There is so much distrust of the regulatory bodies that are supposed to help keep us safe and well. As a result, people turn to even less regulated and verifiable places like wellness influencers with questionable credentials or supplements with claims that have not been verified. Buying into these myths and purchasing their wares can provide an illusion of control over our lives, where we are otherwise lacking time, community, and systems that could support actual wellness: access to nutritious food, doctors with time and expertise, adequate rest, and connection with others.
The Cycle of Buying In
The things being sold to us as wellness products and services are often expensive and aspirational. They are inaccessible to those who most need real health support, such as people who live in food deserts, and those who are unable to make time or find funds for expensive boutique fitness. We are told we need money to feel better, but our jobs often make us feel worse.
This is a conundrum Jessica DeFino often revisits in her newsletter The Unpublishable. One recent headline promises to explain, “how the beauty industry convinces overtired, overworked customers to spend the money they make from the work that makes them tired on eye cream.”
DeFino likes to point out this type of marketing in the context of skincare and beauty culture… how we are taught to buy products that do what our skin is largely capable of doing on its own. Similarly, detoxifying products are also marketed to us, though our internal organs have been doing this work unassisted our entire lives. We know these things, and yet it is so easy to buy into the hype and call it self-care. And when we don’t buy in, we feel like we are doing ourselves a disservice.
DeFino also often talks about something that is surprisingly not at the center of The Wellness Gospel: the pressure on women to look young. It is more overt in DeFino’s beat of beauty culture, but it is not absent in the wellness industry as a whole. Raphael focuses more on the illusion of control wellness provides, but in a society that values youth and beauty, it is easy to see why someone would go to great lengths to maintain their appearance.
An Agnostic Approach
DeFino is a proponent of opting out, ditching the skincare products we have been conditioned to think we need.
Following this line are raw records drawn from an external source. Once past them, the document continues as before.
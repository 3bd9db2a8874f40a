//! Background driver task: executes [`PresenceMachine`] actions against a
//! real socket and real timers.

use std::collections::VecDeque;
use std::future::{pending, Future};
use std::pin::Pin;
use std::sync::Arc;
use std::time::Duration;

use nowplaying_common::{new_connection_id, ConnectionId, PresenceError};
use tokio::sync::{mpsc, oneshot, watch};
use tokio::time::{self, Instant, Interval, MissedTickBehavior, Sleep};
use tracing::{debug, info, warn};

use crate::snapshot::PresenceSnapshot;

use super::machine::{Action, ConnectionState, Input, PresenceMachine};
use super::transport::{Connection, Connector, Frame};
use super::types::{ConnectionStatus, PresenceConfig};

/// Upper bound on a graceful socket close.
const CLOSE_TIMEOUT: Duration = Duration::from_secs(1);

pub(crate) type PresenceSink = Box<dyn FnMut(PresenceSnapshot) + Send + 'static>;
pub(crate) type StatusSink = Box<dyn FnMut(&ConnectionStatus) + Send + 'static>;

type ConnectFuture =
    Pin<Box<dyn Future<Output = Result<Box<dyn Connection>, PresenceError>> + Send>>;

// ---------------------------------------------------------------------------
// Commands
// ---------------------------------------------------------------------------

/// Requests from [`super::PresenceClient`] handles.
pub(crate) enum Command {
    Start {
        user_id: String,
        ack: oneshot::Sender<()>,
    },
    Stop {
        ack: oneshot::Sender<()>,
    },
    Reconnect {
        ack: oneshot::Sender<()>,
    },
    SetPresenceSink(PresenceSink),
    SetStatusSink(StatusSink),
}

/// What woke the driver loop.
enum Wake {
    Command(Option<Command>),
    ConnectDone(Result<Box<dyn Connection>, PresenceError>),
    Frame(Option<Result<Frame, PresenceError>>),
    Heartbeat,
    Reconnect,
}

// ---------------------------------------------------------------------------
// Driver
// ---------------------------------------------------------------------------

pub(crate) struct Driver {
    config: PresenceConfig,
    connector: Arc<dyn Connector>,
    machine: PresenceMachine,
    state_tx: watch::Sender<ConnectionState>,
    status_tx: watch::Sender<ConnectionStatus>,
    presence_sink: Option<PresenceSink>,
    status_sink: Option<StatusSink>,

    /// Correlation id of the current connection attempt.
    conn_id: Option<ConnectionId>,
    connecting: Option<ConnectFuture>,
    connection: Option<Box<dyn Connection>>,
    heartbeat: Option<Interval>,
    reconnect_at: Option<Pin<Box<Sleep>>>,
}

impl Driver {
    pub(crate) fn new(
        config: PresenceConfig,
        connector: Arc<dyn Connector>,
        state_tx: watch::Sender<ConnectionState>,
        status_tx: watch::Sender<ConnectionStatus>,
    ) -> Self {
        let machine = PresenceMachine::new(config.reconnect_policy());
        Self {
            config,
            connector,
            machine,
            state_tx,
            status_tx,
            presence_sink: None,
            status_sink: None,
            conn_id: None,
            connecting: None,
            connection: None,
            heartbeat: None,
            reconnect_at: None,
        }
    }

    /// Run until every client handle is dropped.
    pub(crate) async fn run(mut self, mut commands: mpsc::UnboundedReceiver<Command>) {
        loop {
            let wake = tokio::select! {
                biased;
                cmd = commands.recv() => Wake::Command(cmd),
                result = wait_connect(&mut self.connecting) => Wake::ConnectDone(result),
                frame = wait_frame(&mut self.connection) => Wake::Frame(frame),
                _ = wait_tick(&mut self.heartbeat) => Wake::Heartbeat,
                _ = wait_sleep(&mut self.reconnect_at) => Wake::Reconnect,
            };

            match wake {
                Wake::Command(None) => {
                    debug!("all presence client handles dropped, shutting down");
                    self.apply(Input::Stop).await;
                    break;
                }
                Wake::Command(Some(cmd)) => self.on_command(cmd).await,
                Wake::ConnectDone(result) => {
                    self.connecting = None;
                    match result {
                        Ok(connection) => {
                            debug!(conn = self.conn(), "socket open");
                            self.connection = Some(connection);
                            self.apply(Input::Opened).await;
                        }
                        Err(e) => {
                            warn!(conn = self.conn(), error = %e, "connect attempt failed");
                            self.apply(Input::Closed {
                                reason: e.to_string(),
                            })
                            .await;
                        }
                    }
                }
                Wake::Frame(Some(Ok(Frame::Text(text)))) => self.apply(Input::Frame(text)).await,
                Wake::Frame(Some(Ok(Frame::Close))) => self.apply(Input::CloseReceived).await,
                Wake::Frame(Some(Err(e))) => {
                    warn!(conn = self.conn(), error = %e, "socket error");
                    self.connection = None;
                    self.apply(Input::Closed {
                        reason: e.to_string(),
                    })
                    .await;
                }
                Wake::Frame(None) => {
                    self.connection = None;
                    self.apply(Input::Closed {
                        reason: "connection closed".to_string(),
                    })
                    .await;
                }
                Wake::Heartbeat => self.apply(Input::HeartbeatDue).await,
                Wake::Reconnect => {
                    self.reconnect_at = None;
                    self.apply(Input::ReconnectDue).await;
                }
            }
        }
    }

    async fn on_command(&mut self, cmd: Command) {
        match cmd {
            Command::Start { user_id, ack } => {
                self.apply(Input::Start { user_id }).await;
                let _ = ack.send(());
            }
            Command::Stop { ack } => {
                self.apply(Input::Stop).await;
                let _ = ack.send(());
            }
            Command::Reconnect { ack } => {
                self.apply(Input::Restart).await;
                let _ = ack.send(());
            }
            Command::SetPresenceSink(sink) => self.presence_sink = Some(sink),
            Command::SetStatusSink(sink) => self.status_sink = Some(sink),
        }
    }

    /// Feed an input through the machine and execute the resulting actions.
    /// Failures while executing (a send error) become follow-up inputs.
    async fn apply(&mut self, input: Input) {
        let mut queue = VecDeque::from([input]);
        while let Some(input) = queue.pop_front() {
            for action in self.machine.handle(input) {
                if let Some(follow_up) = self.execute(action).await {
                    queue.push_back(follow_up);
                }
            }
            self.publish_state();
        }
    }

    async fn execute(&mut self, action: Action) -> Option<Input> {
        match action {
            Action::Connect => self.begin_connect(),
            Action::Disconnect => self.disconnect().await,
            Action::Send(message) => {
                let Some(connection) = self.connection.as_mut() else {
                    debug!(opcode = message.opcode(), "no socket, dropping outbound frame");
                    return None;
                };
                let result = connection.send_text(message.encode()).await;
                if let Err(e) = result {
                    warn!(conn = self.conn(), opcode = message.opcode(), error = %e, "send failed");
                    return Some(Input::Closed {
                        reason: e.to_string(),
                    });
                }
            }
            Action::StartHeartbeat(period) => {
                let mut interval = time::interval_at(Instant::now() + period, period);
                interval.set_missed_tick_behavior(MissedTickBehavior::Delay);
                self.heartbeat = Some(interval);
                debug!(interval_ms = period.as_millis() as u64, "heartbeat started");
            }
            Action::StopHeartbeat => self.heartbeat = None,
            Action::ScheduleReconnect(delay) => {
                self.reconnect_at = Some(Box::pin(time::sleep(delay)));
            }
            Action::CancelReconnect => self.reconnect_at = None,
            Action::Render(snapshot) => {
                if let Some(sink) = self.presence_sink.as_mut() {
                    sink(snapshot);
                }
            }
            Action::Status(status) => {
                if let Some(sink) = self.status_sink.as_mut() {
                    sink(&status);
                }
                self.status_tx.send_replace(status);
            }
        }
        None
    }

    fn begin_connect(&mut self) {
        let conn_id = new_connection_id();
        info!(conn = %conn_id, url = %self.config.relay_url, "connecting to presence relay");
        self.conn_id = Some(conn_id);

        let connector = Arc::clone(&self.connector);
        let url = self.config.relay_url.clone();
        let connect_timeout = self.config.connect_timeout;
        self.connecting = Some(Box::pin(async move {
            match time::timeout(connect_timeout, connector.connect(&url)).await {
                Ok(result) => result,
                Err(_elapsed) => Err(PresenceError::Timeout(connect_timeout.as_secs())),
            }
        }));
    }

    async fn disconnect(&mut self) {
        self.connecting = None;
        if let Some(mut connection) = self.connection.take() {
            debug!(conn = self.conn(), "closing socket");
            if time::timeout(CLOSE_TIMEOUT, connection.close()).await.is_err() {
                debug!(conn = self.conn(), "socket close timed out");
            }
        }
    }

    fn conn(&self) -> &str {
        self.conn_id.as_ref().map_or("-", ConnectionId::as_str)
    }

    fn publish_state(&self) {
        let state = self.machine.state();
        self.state_tx.send_if_modified(|current| {
            if *current == state {
                false
            } else {
                *current = state;
                true
            }
        });
    }
}

// ---------------------------------------------------------------------------
// Optional wake sources
// ---------------------------------------------------------------------------

async fn wait_connect(
    connecting: &mut Option<ConnectFuture>,
) -> Result<Box<dyn Connection>, PresenceError> {
    match connecting {
        Some(fut) => fut.await,
        None => pending().await,
    }
}

async fn wait_frame(
    connection: &mut Option<Box<dyn Connection>>,
) -> Option<Result<Frame, PresenceError>> {
    match connection {
        Some(connection) => connection.next_frame().await,
        None => pending().await,
    }
}

async fn wait_tick(heartbeat: &mut Option<Interval>) {
    match heartbeat {
        Some(interval) => {
            interval.tick().await;
        }
        None => pending().await,
    }
}

async fn wait_sleep(sleep: &mut Option<Pin<Box<Sleep>>>) {
    match sleep {
        Some(sleep) => sleep.as_mut().await,
        None => pending().await,
    }
}
//! Caller-facing handle to a presence connection.

use std::sync::Arc;

use tokio::sync::{mpsc, oneshot, watch};
use tracing::debug;

use crate::snapshot::PresenceSnapshot;

use super::connection::{Command, Driver};
use super::machine::ConnectionState;
use super::transport::{Connector, WsConnector};
use super::types::{ConnectionStatus, PresenceConfig};

// ---------------------------------------------------------------------------
// Client
// ---------------------------------------------------------------------------

/// Live subscription to one Discord user's presence on the relay.
///
/// Construction spawns a driver task that owns the socket and both timers.
/// Dropping the client stops the driver and closes the socket. Must be
/// created inside a Tokio runtime.
pub struct PresenceClient {
    commands: mpsc::UnboundedSender<Command>,
    state_rx: watch::Receiver<ConnectionState>,
    status_rx: watch::Receiver<ConnectionStatus>,
}

impl PresenceClient {
    /// Client that talks to the relay over a real WebSocket.
    pub fn new(config: PresenceConfig) -> Self {
        Self::with_connector(config, Arc::new(WsConnector))
    }

    /// Client with a custom transport.
    pub fn with_connector(config: PresenceConfig, connector: Arc<dyn Connector>) -> Self {
        let (command_tx, command_rx) = mpsc::unbounded_channel();
        let (state_tx, state_rx) = watch::channel(ConnectionState::Disconnected);
        let (status_tx, status_rx) = watch::channel(ConnectionStatus::Disconnected);

        let driver = Driver::new(config, connector, state_tx, status_tx);
        tokio::spawn(driver.run(command_rx));

        Self {
            commands: command_tx,
            state_rx,
            status_rx,
        }
    }

    /// Begin watching `user_id`. No-op while already connecting or connected.
    pub async fn start(&self, user_id: impl Into<String>) {
        let user_id = user_id.into();
        self.request(|ack| Command::Start { user_id, ack }).await;
    }

    /// Close the socket and cancel every timer. Once this returns no sink
    /// is invoked until the next `start`.
    pub async fn stop(&self) {
        self.request(|ack| Command::Stop { ack }).await;
    }

    /// Drop the current connection and start over with the last user id.
    pub async fn reconnect(&self) {
        self.request(|ack| Command::Reconnect { ack }).await;
    }

    /// Register the render sink. Replaces any previous one.
    pub fn on_presence_update<F>(&self, callback: F)
    where
        F: FnMut(PresenceSnapshot) + Send + 'static,
    {
        self.send(Command::SetPresenceSink(Box::new(callback)));
    }

    /// Register a sink for connection status changes. Replaces any previous one.
    pub fn on_status_change<F>(&self, callback: F)
    where
        F: FnMut(&ConnectionStatus) + Send + 'static,
    {
        self.send(Command::SetStatusSink(Box::new(callback)));
    }

    pub fn state(&self) -> ConnectionState {
        *self.state_rx.borrow()
    }

    /// Last status surfaced by the driver.
    pub fn status(&self) -> ConnectionStatus {
        self.status_rx.borrow().clone()
    }

    /// Resolve once the connection reaches `target`.
    pub async fn wait_for_state(&self, target: ConnectionState) {
        let mut rx = self.state_rx.clone();
        if rx.wait_for(|state| *state == target).await.is_err() {
            debug!(target = %target, "driver exited while waiting for state");
        }
    }

    async fn request(&self, make: impl FnOnce(oneshot::Sender<()>) -> Command) {
        let (ack_tx, ack_rx) = oneshot::channel();
        self.send(make(ack_tx));
        let _ = ack_rx.await;
    }

    fn send(&self, command: Command) {
        if self.commands.send(command).is_err() {
            debug!("presence driver is gone, dropping command");
        }
    }
}

impl std::fmt::Debug for PresenceClient {
    fn fmt(&self, f: &mut std::fmt::Formatter<'_>) -> std::fmt::Result {
        f.debug_struct("PresenceClient")
            .field("state", &self.state())
            .field("status", &self.status())
            .finish()
    }
}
Raphael takes a more nuanced approach. She understands that some of the things that fall under the label of wellness can be good or helpful or necessary. She also understands that we need and deserve more.
It can be disheartening to look at the wellness industry this closely. I felt so stupid when I read that the Dirty Dozen list of foods with the greatest pesticide exposure risk was probably not worth paying attention to. It is so easy to be swindled by good marketing — in this instance, by a group funded by the organic farming industry. I hadn’t bought a grape in a year.
Reading this helped me to look at my own practices and the information and marketing around them more critically. In addition to working toward lives and systems that help us to be truly cared for, that might be the way to actually feel good.